▶ _INSTRUCTIONS FOR THE TASK_
All lines in the records below with the word "HashMap" must be returned.

Saved entries

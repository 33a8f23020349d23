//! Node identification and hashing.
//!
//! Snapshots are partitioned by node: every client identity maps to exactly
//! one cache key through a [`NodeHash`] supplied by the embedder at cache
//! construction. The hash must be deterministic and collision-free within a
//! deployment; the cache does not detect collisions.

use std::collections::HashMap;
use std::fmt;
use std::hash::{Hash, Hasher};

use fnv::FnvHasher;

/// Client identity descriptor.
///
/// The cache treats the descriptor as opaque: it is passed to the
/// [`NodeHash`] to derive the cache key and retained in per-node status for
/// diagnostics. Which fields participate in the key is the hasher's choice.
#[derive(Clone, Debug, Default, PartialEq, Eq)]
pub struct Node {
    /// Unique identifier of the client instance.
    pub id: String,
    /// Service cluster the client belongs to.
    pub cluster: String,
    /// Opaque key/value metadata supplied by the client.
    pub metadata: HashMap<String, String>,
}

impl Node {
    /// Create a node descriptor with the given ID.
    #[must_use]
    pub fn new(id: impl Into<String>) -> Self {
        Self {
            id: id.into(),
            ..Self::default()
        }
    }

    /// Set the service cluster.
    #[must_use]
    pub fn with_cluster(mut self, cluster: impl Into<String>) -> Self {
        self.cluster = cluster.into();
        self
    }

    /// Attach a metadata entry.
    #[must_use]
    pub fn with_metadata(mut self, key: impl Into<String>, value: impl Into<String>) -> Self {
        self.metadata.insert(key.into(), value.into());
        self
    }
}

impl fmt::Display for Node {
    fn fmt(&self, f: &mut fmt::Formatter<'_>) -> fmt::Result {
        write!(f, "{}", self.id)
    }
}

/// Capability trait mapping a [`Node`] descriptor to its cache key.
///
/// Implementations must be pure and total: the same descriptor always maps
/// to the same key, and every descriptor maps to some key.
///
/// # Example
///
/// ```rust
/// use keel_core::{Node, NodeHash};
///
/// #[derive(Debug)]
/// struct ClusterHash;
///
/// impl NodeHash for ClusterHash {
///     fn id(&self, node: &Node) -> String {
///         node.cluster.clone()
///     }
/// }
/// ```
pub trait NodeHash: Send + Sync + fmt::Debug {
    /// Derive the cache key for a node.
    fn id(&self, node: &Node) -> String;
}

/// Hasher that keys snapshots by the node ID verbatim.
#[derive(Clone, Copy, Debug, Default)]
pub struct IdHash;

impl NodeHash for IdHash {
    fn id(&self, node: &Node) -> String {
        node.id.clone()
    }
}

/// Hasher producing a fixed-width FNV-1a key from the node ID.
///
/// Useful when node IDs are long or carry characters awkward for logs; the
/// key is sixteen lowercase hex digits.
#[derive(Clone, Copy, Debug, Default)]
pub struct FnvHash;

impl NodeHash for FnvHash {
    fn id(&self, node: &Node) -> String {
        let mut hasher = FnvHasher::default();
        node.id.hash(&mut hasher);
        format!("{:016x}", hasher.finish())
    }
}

▶ _RESULT OF THIS TASK_
use std::collections::HashMap;
    pub metadata: HashMap<String, String>,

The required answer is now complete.